- **EXERCISE OBJECTIVE**
Among the entries that follow, how many lines contain the word "HistogramValue"? Give the number alone.

- **Stored data entries**
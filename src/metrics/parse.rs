use super::*;
use prometheus_parse::{Scrape, Value};
use std::collections::HashMap;

#[derive(Debug, thiserror::Error)]
pub enum ParseError {
    #[error("failed to read exposition: {0}")]
    Read(#[from] std::io::Error),
    #[error("exposition contains no parsable samples")]
    NoSamples,
    #[error("invalid sample on line {0}")]
    InvalidLine(usize),
}

/// Parses a Prometheus text exposition into metric families.
///
/// Histogram and summary `_sum`/`_count` samples are folded back into the
/// family they belong to. Any malformed sample line rejects the whole body,
/// a body with no sample lines at all is an empty result.
pub fn parse(body: &str) -> Result<Vec<MetricFamily>, ParseError> {
    let mut sample_lines = 0;

    for (number, line) in body.lines().enumerate() {
        let line = line.trim();
        if line.is_empty() || line.starts_with('#') {
            continue;
        }

        if !is_sample(line) {
            return Err(ParseError::InvalidLine(number + 1));
        }

        sample_lines += 1;
    }

    let scrape = Scrape::parse(body.lines().map(|line| Ok(line.to_owned())))?;

    if scrape.samples.is_empty() && sample_lines > 0 {
        return Err(ParseError::NoSamples);
    }

    let mut families: HashMap<String, MetricFamily> = HashMap::new();
    let mut loose_buckets: HashMap<(String, Labels), Vec<Bucket>> = HashMap::new();

    for sample in scrape.samples {
        let mut labels: Labels = sample
            .labels
            .iter()
            .map(|(k, v)| (k.clone(), v.clone()))
            .collect();

        let value = match sample.value {
            Value::Counter(v) => MetricValue::Counter(v),
            Value::Gauge(v) => MetricValue::Gauge(v),
            Value::Untyped(v) => {
                // bucket lines without a histogram type line
                if let Some(base) = sample.metric.strip_suffix("_bucket") {
                    if let Some(upper_bound) = labels.get("le").and_then(|le| parse_float(le)) {
                        labels.remove("le");
                        loose_buckets
                            .entry((base.to_string(), labels))
                            .or_default()
                            .push(Bucket {
                                upper_bound,
                                cumulative_count: v,
                            });
                        continue;
                    }
                }

                MetricValue::Untyped(v)
            }
            Value::Histogram(counts) => {
                labels.remove("le");

                let buckets = counts
                    .iter()
                    .map(|c| Bucket {
                        upper_bound: c.less_than,
                        cumulative_count: c.count,
                    })
                    .collect();

                MetricValue::Histogram(histogram(buckets))
            }
            Value::Summary(counts) => {
                labels.remove("quantile");

                MetricValue::Summary(SummaryValue {
                    quantiles: counts
                        .iter()
                        .map(|c| Quantile {
                            quantile: c.quantile,
                            value: c.count,
                        })
                        .collect(),
                    count: 0.0,
                    sum: 0.0,
                })
            }
        };

        insert(&mut families, &scrape.docs, &sample.metric, Metric { labels, value });
    }

    for ((name, labels), buckets) in loose_buckets {
        let value = MetricValue::Histogram(histogram(buckets));
        insert(&mut families, &scrape.docs, &name, Metric { labels, value });
    }

    fold_totals(&mut families);

    Ok(families.into_values().collect())
}

/// Checks a line against `name[{label="value",...}] value [timestamp]`.
fn is_sample(line: &str) -> bool {
    let (name, rest) = split_name(line, |c| c.is_ascii_alphanumeric() || c == '_' || c == ':');
    if name.is_empty() {
        return false;
    }

    let mut rest = rest.trim_start();
    if let Some(labels) = rest.strip_prefix('{') {
        match label_set(labels) {
            Some(after) => rest = after,
            None => return false,
        }
    }

    let mut fields = rest.split_whitespace();

    let value = fields.next().and_then(parse_float).is_some();
    let timestamp = fields.next().is_none_or(|t| t.parse::<i64>().is_ok());

    value && timestamp && fields.next().is_none()
}

/// Consumes a label set up to and including the closing brace, returning
/// what follows it.
fn label_set(mut s: &str) -> Option<&str> {
    loop {
        s = s.trim_start();

        if let Some(after) = s.strip_prefix('}') {
            return Some(after);
        }

        let (name, rest) = split_name(s, |c| c.is_ascii_alphanumeric() || c == '_');
        if name.is_empty() {
            return None;
        }

        let value = rest.trim_start().strip_prefix('=')?.trim_start().strip_prefix('"')?;

        let mut escaped = false;
        let (end, _) = value.char_indices().find(|&(_, c)| {
            if escaped {
                escaped = false;
                false
            } else if c == '\\' {
                escaped = true;
                false
            } else {
                c == '"'
            }
        })?;

        s = value[end + 1..].trim_start();

        match s.strip_prefix(',') {
            Some(after) => s = after,
            None if s.starts_with('}') => {}
            None => return None,
        }
    }
}

/// Splits off a leading metric or label name, which must not start with a
/// digit.
fn split_name(s: &str, allowed: impl Fn(char) -> bool) -> (&str, &str) {
    if s.starts_with(|c: char| c.is_ascii_digit()) {
        return ("", s);
    }

    let end = s.find(|c: char| !allowed(c)).unwrap_or(s.len());
    s.split_at(end)
}

fn parse_float(s: &str) -> Option<f64> {
    match s {
        "+Inf" | "Inf" => Some(f64::INFINITY),
        "-Inf" => Some(f64::NEG_INFINITY),
        _ => s.parse().ok(),
    }
}

fn histogram(mut buckets: Vec<Bucket>) -> HistogramValue {
    buckets.sort_by(|a, b| a.upper_bound.total_cmp(&b.upper_bound));

    // until a `_count` sample says otherwise, the +Inf bucket is the count
    let count = buckets
        .last()
        .filter(|b| b.upper_bound == f64::INFINITY)
        .map(|b| b.cumulative_count)
        .unwrap_or(0.0);

    HistogramValue {
        buckets,
        count,
        sum: 0.0,
    }
}

fn insert(
    families: &mut HashMap<String, MetricFamily>,
    docs: &HashMap<String, String>,
    name: &str,
    metric: Metric,
) {
    match families.get_mut(name) {
        Some(family) if family.kind == metric.value.kind() => family.metrics.push(metric),
        Some(_) => {}
        None => {
            let family = MetricFamily::new(name, docs.get(name).cloned(), metric);
            families.insert(name.to_string(), family);
        }
    }
}

fn fold_totals(families: &mut HashMap<String, MetricFamily>) {
    let bases: Vec<String> = families
        .values()
        .filter(|f| matches!(f.kind, MetricKind::Histogram | MetricKind::Summary))
        .map(|f| f.name.clone())
        .collect();

    for base in bases {
        for suffix in ["_sum", "_count"] {
            let name = format!("{base}{suffix}");

            let Some(totals) = families.remove(&name) else {
                continue;
            };

            let Some(family) = families.get_mut(&base) else {
                continue;
            };

            let MetricFamily {
                help,
                kind,
                metrics,
                ..
            } = totals;

            let mut unmatched = Vec::new();

            for total in metrics {
                let value = match total.value {
                    MetricValue::Counter(v) | MetricValue::Gauge(v) | MetricValue::Untyped(v) => v,
                    _ => {
                        unmatched.push(total);
                        continue;
                    }
                };

                match family.metrics.iter_mut().find(|m| m.labels == total.labels) {
                    Some(metric) => set_total(&mut metric.value, suffix, value),
                    None => unmatched.push(total),
                }
            }

            if !unmatched.is_empty() {
                families.insert(
                    name.clone(),
                    MetricFamily {
                        name,
                        help,
                        kind,
                        metrics: unmatched,
                    },
                );
            }
        }
    }
}

fn set_total(value: &mut MetricValue, suffix: &str, total: f64) {
    let (sum, count) = match value {
        MetricValue::Histogram(h) => (&mut h.sum, &mut h.count),
        MetricValue::Summary(s) => (&mut s.sum, &mut s.count),
        _ => return,
    };

    if suffix == "_sum" {
        *sum = total;
    } else {
        *count = total;
    }
}

#[cfg(test)]
mod tests {
    use super::*;

    const BODY: &str = r#"
# HELP http_requests_total Total requests.
# TYPE http_requests_total counter
http_requests_total{method="get",code="200"} 1027
http_requests_total{method="post",code="200"} 3
# TYPE temperature gauge
temperature 21.5
# TYPE request_seconds histogram
request_seconds_bucket{le="0.1"} 2
request_seconds_bucket{le="1"} 5
request_seconds_bucket{le="+Inf"} 6
request_seconds_sum 3.2
request_seconds_count 6
"#;

    fn family<'a>(families: &'a [MetricFamily], name: &str) -> &'a MetricFamily {
        families
            .iter()
            .find(|f| f.name == name)
            .unwrap_or_else(|| panic!("missing family {name}"))
    }

    #[test]
    fn parses_families() {
        let families = parse(BODY).unwrap();

        assert_eq!(families.len(), 3);

        let requests = family(&families, "http_requests_total");
        assert_eq!(requests.kind, MetricKind::Counter);
        assert_eq!(requests.help.as_deref(), Some("Total requests."));
        assert_eq!(requests.metrics.len(), 2);
        assert_eq!(
            requests.find(&[("method", "get")]).map(|m| &m.value),
            Some(&MetricValue::Counter(1027.0))
        );

        let temperature = family(&families, "temperature");
        assert_eq!(temperature.metrics[0].value, MetricValue::Gauge(21.5));
    }

    #[test]
    fn folds_histogram_totals() {
        let families = parse(BODY).unwrap();

        let latency = family(&families, "request_seconds");
        assert_eq!(latency.kind, MetricKind::Histogram);
        assert_eq!(latency.metrics.len(), 1);
        assert!(!latency.metrics[0].labels.contains_key("le"));

        let MetricValue::Histogram(histogram) = &latency.metrics[0].value else {
            panic!("expected a histogram");
        };

        let bounds: Vec<f64> = histogram.buckets.iter().map(|b| b.upper_bound).collect();
        assert_eq!(bounds, vec![0.1, 1.0, f64::INFINITY]);
        assert_eq!(histogram.count, 6.0);
        assert!((histogram.sum - 3.2).abs() < 1e-9);
    }

    #[test]
    fn empty_body() {
        assert!(parse("").unwrap().is_empty());
        assert!(parse("# just a comment\n").unwrap().is_empty());
    }

    #[test]
    fn garbage_is_an_error() {
        assert!(matches!(
            parse("<html><body>not found</body></html>"),
            Err(ParseError::InvalidLine(1))
        ));
    }

    #[test]
    fn one_bad_line_rejects_the_body() {
        assert!(matches!(
            parse("up 1\nthis is {not valid exposition\n"),
            Err(ParseError::InvalidLine(2))
        ));
        assert!(matches!(
            parse("up{job=\"a\" 1\n"),
            Err(ParseError::InvalidLine(1))
        ));
        assert!(matches!(
            parse("up 1 2 3\n"),
            Err(ParseError::InvalidLine(1))
        ));
    }

    #[test]
    fn sample_syntax() {
        assert!(is_sample("up 1"));
        assert!(is_sample("up{job=\"a\",} 1 1700000000000"));
        assert!(is_sample("up { job = \"a\" } NaN"));
        assert!(is_sample(r#"msg{text="say \"hi\", {ok}"} -Inf"#));
        assert!(is_sample("ns:metric_name 2.5e3"));

        assert!(!is_sample("1up 1"));
        assert!(!is_sample("up"));
        assert!(!is_sample("up{job=a} 1"));
        assert!(!is_sample("up{job=\"a\" 1"));
        assert!(!is_sample("up 1 later"));
    }
}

- **TASK OUTPUT**
2